**Provided entries:**

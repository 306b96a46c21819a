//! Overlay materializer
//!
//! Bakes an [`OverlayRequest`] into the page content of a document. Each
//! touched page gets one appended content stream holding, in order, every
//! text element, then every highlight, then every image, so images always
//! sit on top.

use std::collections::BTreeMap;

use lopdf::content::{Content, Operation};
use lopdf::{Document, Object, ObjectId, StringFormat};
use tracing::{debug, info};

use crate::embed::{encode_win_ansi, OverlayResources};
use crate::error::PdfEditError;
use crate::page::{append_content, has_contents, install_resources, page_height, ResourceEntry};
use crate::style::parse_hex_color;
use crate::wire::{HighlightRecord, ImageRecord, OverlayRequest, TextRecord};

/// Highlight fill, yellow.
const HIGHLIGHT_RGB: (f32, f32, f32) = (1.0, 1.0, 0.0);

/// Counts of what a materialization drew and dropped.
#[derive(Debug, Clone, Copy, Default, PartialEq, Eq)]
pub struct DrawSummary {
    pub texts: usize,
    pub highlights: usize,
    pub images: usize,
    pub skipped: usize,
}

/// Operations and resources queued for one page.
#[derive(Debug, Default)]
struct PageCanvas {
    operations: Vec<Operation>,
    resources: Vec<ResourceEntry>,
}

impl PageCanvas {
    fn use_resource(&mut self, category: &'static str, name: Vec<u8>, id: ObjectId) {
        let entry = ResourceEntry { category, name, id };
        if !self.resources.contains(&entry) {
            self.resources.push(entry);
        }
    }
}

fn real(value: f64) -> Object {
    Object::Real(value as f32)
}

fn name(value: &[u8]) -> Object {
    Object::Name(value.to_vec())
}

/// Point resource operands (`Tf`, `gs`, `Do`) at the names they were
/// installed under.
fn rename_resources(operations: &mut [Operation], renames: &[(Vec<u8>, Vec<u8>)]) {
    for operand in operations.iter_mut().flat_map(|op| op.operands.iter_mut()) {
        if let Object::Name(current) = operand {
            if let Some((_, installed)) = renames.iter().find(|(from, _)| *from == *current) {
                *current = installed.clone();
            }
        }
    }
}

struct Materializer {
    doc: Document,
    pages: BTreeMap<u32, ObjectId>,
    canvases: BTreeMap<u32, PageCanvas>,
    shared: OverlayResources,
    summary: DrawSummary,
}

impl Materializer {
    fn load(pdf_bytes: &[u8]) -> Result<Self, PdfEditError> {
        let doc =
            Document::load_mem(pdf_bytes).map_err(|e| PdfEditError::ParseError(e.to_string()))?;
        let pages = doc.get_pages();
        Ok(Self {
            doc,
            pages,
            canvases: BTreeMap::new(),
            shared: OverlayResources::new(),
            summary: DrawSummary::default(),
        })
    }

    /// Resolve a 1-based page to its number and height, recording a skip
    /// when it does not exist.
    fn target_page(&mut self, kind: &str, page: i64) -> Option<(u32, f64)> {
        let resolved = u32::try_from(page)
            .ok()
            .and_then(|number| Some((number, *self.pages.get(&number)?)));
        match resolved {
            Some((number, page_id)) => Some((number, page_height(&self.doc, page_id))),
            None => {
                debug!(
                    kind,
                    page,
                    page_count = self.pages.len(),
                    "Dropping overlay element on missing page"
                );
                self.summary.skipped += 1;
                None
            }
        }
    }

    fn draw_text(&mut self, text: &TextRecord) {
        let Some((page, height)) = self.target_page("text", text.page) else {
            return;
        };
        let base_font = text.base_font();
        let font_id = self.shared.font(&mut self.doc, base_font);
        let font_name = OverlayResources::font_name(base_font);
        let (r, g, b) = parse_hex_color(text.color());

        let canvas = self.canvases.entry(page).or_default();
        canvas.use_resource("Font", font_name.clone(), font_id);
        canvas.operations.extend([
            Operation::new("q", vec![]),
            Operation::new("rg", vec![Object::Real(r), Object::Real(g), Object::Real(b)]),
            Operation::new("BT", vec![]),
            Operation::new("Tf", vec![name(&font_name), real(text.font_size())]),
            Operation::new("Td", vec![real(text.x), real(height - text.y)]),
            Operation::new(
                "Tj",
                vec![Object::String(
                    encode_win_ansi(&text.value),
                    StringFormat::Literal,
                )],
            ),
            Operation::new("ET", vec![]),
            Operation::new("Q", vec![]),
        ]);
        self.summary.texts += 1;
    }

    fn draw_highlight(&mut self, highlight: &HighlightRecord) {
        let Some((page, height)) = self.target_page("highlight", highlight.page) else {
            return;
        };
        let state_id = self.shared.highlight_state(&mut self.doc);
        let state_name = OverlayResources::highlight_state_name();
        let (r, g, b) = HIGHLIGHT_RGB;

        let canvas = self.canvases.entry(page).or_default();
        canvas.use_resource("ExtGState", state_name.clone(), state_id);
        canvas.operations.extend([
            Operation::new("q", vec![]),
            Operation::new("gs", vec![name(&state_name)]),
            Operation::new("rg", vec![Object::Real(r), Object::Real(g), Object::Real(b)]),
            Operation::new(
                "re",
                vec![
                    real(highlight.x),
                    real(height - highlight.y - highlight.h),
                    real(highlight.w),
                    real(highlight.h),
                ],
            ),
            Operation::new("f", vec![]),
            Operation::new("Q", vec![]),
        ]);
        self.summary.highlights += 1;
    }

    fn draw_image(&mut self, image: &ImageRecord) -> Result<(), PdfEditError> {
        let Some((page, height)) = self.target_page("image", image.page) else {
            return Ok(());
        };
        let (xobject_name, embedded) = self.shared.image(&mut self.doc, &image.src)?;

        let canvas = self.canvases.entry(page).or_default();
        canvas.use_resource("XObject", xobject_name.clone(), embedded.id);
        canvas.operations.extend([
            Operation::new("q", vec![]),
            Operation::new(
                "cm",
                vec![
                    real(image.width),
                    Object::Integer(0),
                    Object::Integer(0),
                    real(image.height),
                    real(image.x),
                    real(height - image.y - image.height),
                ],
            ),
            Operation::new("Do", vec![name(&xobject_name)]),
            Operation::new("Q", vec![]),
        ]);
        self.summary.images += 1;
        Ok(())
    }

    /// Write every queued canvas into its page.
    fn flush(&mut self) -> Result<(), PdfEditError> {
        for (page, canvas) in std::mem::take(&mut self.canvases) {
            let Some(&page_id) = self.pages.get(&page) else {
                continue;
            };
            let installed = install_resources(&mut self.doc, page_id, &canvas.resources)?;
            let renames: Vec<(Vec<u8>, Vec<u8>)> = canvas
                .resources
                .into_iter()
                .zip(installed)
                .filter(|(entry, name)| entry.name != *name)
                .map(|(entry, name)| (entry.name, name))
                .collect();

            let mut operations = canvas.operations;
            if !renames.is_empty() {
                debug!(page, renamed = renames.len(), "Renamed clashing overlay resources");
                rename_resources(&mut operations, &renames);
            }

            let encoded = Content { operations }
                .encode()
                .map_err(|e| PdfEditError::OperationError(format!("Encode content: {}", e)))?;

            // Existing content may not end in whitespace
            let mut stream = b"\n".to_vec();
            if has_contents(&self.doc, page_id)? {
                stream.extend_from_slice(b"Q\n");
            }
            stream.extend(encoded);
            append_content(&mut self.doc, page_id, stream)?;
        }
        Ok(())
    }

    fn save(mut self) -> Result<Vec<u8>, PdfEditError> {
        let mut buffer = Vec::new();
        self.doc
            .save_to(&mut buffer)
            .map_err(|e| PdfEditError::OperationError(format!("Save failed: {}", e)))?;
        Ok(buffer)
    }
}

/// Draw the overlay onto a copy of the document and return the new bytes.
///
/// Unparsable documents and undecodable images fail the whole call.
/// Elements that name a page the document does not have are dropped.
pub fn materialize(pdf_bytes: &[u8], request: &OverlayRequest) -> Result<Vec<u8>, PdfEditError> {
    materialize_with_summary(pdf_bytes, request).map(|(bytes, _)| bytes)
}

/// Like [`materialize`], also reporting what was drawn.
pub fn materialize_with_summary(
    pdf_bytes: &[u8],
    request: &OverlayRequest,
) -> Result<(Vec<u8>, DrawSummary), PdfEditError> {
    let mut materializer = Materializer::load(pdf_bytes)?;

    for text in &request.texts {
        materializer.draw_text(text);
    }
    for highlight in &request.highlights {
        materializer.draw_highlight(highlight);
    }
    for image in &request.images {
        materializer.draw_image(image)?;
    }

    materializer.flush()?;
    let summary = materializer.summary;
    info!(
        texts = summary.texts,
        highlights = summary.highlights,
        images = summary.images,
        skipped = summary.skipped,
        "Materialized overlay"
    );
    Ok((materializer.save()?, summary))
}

**Brief:**
Find each line in the listing above that contains "lopdf", and copy that line.

**Result for this task:**
use lopdf::content::{Content, Operation};
use lopdf::{Document, Object, ObjectId, StringFormat};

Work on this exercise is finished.